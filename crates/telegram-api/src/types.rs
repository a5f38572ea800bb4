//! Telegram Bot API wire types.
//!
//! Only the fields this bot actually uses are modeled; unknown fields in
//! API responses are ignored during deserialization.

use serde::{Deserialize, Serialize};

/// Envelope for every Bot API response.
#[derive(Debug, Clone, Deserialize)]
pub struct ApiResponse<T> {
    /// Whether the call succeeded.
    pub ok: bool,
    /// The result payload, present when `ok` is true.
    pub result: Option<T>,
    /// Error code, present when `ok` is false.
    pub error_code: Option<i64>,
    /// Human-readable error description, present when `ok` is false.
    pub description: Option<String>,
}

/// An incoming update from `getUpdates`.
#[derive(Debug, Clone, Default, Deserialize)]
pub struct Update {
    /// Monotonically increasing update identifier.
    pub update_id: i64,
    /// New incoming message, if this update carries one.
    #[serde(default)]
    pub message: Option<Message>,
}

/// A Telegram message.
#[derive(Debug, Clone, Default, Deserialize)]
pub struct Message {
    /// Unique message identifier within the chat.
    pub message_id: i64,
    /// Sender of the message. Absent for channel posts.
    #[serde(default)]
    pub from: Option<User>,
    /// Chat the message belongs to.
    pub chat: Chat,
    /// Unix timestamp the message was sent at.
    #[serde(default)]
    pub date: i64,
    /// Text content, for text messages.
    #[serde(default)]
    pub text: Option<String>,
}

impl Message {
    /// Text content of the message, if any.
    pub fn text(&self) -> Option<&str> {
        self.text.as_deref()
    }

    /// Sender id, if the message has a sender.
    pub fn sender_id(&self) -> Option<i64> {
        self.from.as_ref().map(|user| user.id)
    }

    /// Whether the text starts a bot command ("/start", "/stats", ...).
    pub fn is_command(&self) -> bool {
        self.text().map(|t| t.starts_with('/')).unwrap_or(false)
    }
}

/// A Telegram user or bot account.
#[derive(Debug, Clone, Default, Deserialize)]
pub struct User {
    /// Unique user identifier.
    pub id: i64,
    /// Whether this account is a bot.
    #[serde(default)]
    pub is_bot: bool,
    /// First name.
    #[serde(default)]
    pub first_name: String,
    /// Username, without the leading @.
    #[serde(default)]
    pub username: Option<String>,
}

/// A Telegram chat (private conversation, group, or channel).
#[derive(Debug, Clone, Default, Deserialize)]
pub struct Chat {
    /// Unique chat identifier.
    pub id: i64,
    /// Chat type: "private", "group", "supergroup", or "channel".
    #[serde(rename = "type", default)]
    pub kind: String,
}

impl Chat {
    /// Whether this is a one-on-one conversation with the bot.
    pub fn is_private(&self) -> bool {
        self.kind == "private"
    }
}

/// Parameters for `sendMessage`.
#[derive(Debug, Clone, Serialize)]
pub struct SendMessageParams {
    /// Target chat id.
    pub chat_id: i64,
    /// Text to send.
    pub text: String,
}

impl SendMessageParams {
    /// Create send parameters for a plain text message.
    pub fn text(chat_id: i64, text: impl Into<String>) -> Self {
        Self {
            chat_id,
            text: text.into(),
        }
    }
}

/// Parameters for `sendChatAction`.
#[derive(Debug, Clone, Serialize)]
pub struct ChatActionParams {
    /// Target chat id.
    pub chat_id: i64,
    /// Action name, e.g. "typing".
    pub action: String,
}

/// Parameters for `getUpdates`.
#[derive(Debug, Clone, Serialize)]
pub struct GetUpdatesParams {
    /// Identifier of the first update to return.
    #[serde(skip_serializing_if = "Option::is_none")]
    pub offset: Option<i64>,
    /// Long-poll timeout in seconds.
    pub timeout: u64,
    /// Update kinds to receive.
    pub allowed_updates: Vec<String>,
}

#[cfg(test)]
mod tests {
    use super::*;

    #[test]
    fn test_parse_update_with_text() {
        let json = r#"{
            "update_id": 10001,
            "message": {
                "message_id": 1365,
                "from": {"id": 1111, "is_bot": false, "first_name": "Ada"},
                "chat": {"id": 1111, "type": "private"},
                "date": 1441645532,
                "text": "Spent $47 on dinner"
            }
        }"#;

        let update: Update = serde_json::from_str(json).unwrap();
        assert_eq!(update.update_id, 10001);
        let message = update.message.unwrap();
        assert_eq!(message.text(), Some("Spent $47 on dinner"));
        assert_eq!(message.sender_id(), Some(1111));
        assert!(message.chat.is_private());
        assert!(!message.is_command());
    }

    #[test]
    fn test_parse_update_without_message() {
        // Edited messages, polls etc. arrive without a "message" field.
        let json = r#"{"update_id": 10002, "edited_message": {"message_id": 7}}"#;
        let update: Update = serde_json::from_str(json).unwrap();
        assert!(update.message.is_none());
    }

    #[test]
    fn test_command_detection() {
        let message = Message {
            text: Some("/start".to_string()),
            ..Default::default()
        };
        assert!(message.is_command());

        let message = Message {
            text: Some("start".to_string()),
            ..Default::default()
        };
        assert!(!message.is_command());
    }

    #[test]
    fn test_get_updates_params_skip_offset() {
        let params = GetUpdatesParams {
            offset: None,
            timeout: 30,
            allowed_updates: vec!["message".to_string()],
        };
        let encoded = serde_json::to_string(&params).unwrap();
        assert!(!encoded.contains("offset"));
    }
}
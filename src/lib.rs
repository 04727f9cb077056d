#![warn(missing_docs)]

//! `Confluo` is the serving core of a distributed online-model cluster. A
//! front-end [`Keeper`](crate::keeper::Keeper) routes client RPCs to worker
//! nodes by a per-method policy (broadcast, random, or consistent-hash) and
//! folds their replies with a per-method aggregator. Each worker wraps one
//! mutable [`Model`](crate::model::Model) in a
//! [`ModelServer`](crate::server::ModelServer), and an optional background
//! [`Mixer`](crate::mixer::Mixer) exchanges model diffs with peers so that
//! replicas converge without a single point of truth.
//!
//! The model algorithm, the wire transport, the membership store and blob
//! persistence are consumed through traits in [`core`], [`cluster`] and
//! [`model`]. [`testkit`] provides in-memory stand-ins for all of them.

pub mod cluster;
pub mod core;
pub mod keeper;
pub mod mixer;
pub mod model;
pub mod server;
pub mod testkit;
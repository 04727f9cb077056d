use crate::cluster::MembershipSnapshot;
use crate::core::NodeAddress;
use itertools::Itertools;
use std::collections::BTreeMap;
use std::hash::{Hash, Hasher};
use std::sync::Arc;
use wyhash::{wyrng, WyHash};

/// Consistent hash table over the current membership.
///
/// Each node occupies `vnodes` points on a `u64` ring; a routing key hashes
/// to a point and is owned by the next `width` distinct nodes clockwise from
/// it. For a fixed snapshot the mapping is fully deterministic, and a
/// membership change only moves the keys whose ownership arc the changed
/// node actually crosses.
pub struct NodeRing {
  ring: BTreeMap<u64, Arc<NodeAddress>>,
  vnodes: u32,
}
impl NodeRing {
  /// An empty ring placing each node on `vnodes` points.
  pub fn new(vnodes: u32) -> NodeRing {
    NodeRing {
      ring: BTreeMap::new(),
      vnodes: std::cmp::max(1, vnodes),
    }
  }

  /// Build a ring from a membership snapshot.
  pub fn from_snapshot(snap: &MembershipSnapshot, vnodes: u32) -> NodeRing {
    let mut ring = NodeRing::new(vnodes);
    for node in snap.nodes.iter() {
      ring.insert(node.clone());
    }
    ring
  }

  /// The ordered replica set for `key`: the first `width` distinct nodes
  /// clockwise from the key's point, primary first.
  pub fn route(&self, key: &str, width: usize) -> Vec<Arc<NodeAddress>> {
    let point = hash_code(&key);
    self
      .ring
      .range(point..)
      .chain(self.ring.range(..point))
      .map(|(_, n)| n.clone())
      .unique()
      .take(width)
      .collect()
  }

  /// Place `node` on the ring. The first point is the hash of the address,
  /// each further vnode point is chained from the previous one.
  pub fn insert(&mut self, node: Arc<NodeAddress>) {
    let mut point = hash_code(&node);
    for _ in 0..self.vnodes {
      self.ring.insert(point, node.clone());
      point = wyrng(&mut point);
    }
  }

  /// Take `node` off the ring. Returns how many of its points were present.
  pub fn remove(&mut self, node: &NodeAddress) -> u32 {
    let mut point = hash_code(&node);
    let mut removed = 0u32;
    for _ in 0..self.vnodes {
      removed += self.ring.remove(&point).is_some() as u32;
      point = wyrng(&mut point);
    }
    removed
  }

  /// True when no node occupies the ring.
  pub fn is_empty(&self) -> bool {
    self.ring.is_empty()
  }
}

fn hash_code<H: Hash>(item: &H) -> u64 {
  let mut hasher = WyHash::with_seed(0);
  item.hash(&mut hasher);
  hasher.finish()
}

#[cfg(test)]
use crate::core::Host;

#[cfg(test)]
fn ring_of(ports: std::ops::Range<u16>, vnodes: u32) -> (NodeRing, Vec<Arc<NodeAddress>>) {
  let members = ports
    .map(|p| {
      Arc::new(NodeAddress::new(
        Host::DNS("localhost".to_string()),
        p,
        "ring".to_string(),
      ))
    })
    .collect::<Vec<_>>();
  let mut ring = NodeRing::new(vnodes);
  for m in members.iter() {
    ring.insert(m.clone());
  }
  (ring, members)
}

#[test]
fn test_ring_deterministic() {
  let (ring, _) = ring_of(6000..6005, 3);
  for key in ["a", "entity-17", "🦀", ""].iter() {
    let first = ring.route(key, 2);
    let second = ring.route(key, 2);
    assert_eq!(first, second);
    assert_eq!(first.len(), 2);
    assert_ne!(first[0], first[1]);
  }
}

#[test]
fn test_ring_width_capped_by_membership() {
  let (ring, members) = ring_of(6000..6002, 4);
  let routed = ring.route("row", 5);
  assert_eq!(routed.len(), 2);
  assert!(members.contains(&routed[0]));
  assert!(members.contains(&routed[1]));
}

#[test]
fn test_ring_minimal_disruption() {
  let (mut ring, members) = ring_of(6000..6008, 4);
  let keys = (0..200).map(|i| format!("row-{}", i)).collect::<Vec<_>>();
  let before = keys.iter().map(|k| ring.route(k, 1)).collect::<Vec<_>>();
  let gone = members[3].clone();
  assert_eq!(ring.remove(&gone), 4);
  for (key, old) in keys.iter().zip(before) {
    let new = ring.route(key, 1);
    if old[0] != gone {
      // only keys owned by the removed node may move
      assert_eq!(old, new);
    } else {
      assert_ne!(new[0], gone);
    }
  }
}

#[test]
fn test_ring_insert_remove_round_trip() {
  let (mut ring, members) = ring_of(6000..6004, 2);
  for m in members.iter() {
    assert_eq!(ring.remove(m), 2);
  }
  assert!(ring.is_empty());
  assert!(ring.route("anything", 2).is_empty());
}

......

Work task -
Begin at the top of the listing above and set down each line exactly. Stop after the line that contains "pub struct Update".

Answer to this exercise -
filename crates/telegram-api/src/types.rs
repository a5f38572ea800bb4
//! Telegram Bot API wire types.
//!
//! Only the fields this bot actually uses are modeled; unknown fields in
//! API responses are ignored during deserialization.

use serde::{Deserialize, Serialize};

/// Envelope for every Bot API response.
#[derive(Debug, Clone, Deserialize)]
pub struct ApiResponse<T> {
    /// Whether the call succeeded.
    pub ok: bool,
    /// The result payload, present when `ok` is true.
    pub result: Option<T>,
    /// Error code, present when `ok` is false.
    pub error_code: Option<i64>,
    /// Human-readable error description, present when `ok` is false.
    pub description: Option<String>,
}

/// An incoming update from `getUpdates`.
#[derive(Debug, Clone, Default, Deserialize)]
pub struct Update {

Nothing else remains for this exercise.